What you are asked to do: For the records below, work out the number of lines holding "ports" and reply with only that.

---- Data for this task

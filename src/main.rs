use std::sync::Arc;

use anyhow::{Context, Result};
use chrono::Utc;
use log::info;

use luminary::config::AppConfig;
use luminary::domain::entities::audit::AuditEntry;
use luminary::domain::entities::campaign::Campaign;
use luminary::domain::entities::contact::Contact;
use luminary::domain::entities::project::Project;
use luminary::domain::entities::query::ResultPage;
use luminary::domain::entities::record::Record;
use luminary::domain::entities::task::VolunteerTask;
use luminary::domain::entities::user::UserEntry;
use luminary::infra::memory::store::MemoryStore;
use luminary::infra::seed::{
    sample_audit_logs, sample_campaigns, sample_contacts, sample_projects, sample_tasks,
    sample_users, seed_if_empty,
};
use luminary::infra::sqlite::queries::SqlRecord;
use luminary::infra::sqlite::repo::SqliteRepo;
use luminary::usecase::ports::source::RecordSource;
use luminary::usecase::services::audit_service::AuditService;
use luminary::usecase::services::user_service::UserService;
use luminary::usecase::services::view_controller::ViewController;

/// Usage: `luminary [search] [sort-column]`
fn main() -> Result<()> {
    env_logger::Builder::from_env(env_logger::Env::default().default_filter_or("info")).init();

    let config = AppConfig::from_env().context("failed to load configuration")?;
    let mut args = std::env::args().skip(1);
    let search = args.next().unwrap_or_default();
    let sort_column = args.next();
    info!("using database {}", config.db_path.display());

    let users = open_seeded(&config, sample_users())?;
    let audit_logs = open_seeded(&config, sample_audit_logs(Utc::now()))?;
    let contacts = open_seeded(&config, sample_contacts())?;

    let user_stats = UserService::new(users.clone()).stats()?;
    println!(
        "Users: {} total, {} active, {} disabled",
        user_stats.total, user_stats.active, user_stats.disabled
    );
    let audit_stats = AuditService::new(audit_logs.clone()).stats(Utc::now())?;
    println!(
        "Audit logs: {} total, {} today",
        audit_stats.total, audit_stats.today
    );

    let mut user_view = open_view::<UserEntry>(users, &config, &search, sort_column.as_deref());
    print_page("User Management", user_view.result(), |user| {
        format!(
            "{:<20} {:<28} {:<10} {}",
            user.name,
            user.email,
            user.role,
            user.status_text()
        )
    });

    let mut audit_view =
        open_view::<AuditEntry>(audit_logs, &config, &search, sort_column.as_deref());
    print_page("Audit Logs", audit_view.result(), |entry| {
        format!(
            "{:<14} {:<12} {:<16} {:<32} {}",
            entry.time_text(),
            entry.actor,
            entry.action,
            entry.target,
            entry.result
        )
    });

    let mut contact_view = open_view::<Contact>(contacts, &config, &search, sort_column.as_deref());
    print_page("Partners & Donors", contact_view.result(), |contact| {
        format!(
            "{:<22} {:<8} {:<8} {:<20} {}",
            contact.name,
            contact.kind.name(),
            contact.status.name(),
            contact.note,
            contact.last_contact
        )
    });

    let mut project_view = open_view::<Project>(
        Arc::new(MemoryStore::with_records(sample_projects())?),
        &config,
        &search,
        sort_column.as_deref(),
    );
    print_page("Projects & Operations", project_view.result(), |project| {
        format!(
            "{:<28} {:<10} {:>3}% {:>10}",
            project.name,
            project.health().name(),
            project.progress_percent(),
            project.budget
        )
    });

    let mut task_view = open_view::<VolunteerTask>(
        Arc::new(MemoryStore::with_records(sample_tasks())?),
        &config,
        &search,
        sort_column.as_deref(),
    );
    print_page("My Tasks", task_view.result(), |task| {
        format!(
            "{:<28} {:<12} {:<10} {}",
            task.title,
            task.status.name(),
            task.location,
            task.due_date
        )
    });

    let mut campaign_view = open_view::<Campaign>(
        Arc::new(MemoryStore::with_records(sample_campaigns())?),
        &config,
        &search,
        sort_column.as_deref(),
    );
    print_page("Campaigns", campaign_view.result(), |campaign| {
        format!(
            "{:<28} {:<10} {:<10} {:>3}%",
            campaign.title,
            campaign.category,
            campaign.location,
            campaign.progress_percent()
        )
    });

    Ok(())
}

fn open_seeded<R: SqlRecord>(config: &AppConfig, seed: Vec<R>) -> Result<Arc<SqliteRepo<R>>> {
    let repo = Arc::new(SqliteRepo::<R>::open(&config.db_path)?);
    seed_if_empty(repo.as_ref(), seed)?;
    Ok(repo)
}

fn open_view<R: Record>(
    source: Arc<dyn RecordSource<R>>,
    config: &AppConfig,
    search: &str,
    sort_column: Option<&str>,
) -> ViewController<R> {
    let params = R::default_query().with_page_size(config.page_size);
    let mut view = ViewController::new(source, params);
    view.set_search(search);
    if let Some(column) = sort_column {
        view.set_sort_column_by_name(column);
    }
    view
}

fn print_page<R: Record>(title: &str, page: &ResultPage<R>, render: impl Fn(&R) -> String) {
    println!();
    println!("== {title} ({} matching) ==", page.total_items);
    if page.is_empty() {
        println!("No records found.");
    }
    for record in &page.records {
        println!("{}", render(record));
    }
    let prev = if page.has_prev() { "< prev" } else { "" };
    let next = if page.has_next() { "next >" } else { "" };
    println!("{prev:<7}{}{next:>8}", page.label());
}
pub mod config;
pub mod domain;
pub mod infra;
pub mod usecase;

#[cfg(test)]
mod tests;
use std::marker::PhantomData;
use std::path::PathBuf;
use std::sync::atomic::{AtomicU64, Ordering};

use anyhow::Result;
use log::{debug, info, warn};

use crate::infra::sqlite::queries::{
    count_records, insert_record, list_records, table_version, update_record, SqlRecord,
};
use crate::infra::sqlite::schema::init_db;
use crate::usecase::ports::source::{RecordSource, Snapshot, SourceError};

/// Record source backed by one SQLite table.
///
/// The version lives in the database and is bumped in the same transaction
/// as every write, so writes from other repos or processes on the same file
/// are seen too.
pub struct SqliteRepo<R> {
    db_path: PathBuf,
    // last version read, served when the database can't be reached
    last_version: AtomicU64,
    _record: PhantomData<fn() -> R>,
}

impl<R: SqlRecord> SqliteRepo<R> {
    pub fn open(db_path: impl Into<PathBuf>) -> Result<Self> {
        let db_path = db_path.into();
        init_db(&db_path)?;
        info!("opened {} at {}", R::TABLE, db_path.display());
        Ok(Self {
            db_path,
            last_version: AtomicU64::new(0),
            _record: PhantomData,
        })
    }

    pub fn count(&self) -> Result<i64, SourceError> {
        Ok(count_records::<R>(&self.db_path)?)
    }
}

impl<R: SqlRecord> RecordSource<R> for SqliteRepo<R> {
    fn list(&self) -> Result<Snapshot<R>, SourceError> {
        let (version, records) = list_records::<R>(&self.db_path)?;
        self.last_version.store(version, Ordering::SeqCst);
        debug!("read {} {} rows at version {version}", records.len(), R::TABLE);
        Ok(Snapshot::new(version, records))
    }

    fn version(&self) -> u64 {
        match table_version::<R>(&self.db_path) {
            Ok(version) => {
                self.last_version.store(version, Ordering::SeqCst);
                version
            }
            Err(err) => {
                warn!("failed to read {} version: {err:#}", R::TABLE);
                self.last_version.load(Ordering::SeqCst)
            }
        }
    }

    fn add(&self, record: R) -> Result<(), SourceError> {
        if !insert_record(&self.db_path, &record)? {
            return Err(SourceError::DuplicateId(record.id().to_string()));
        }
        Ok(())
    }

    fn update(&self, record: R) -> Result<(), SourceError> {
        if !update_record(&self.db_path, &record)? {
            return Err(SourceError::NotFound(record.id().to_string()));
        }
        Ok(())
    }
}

--------

Exercise output: 2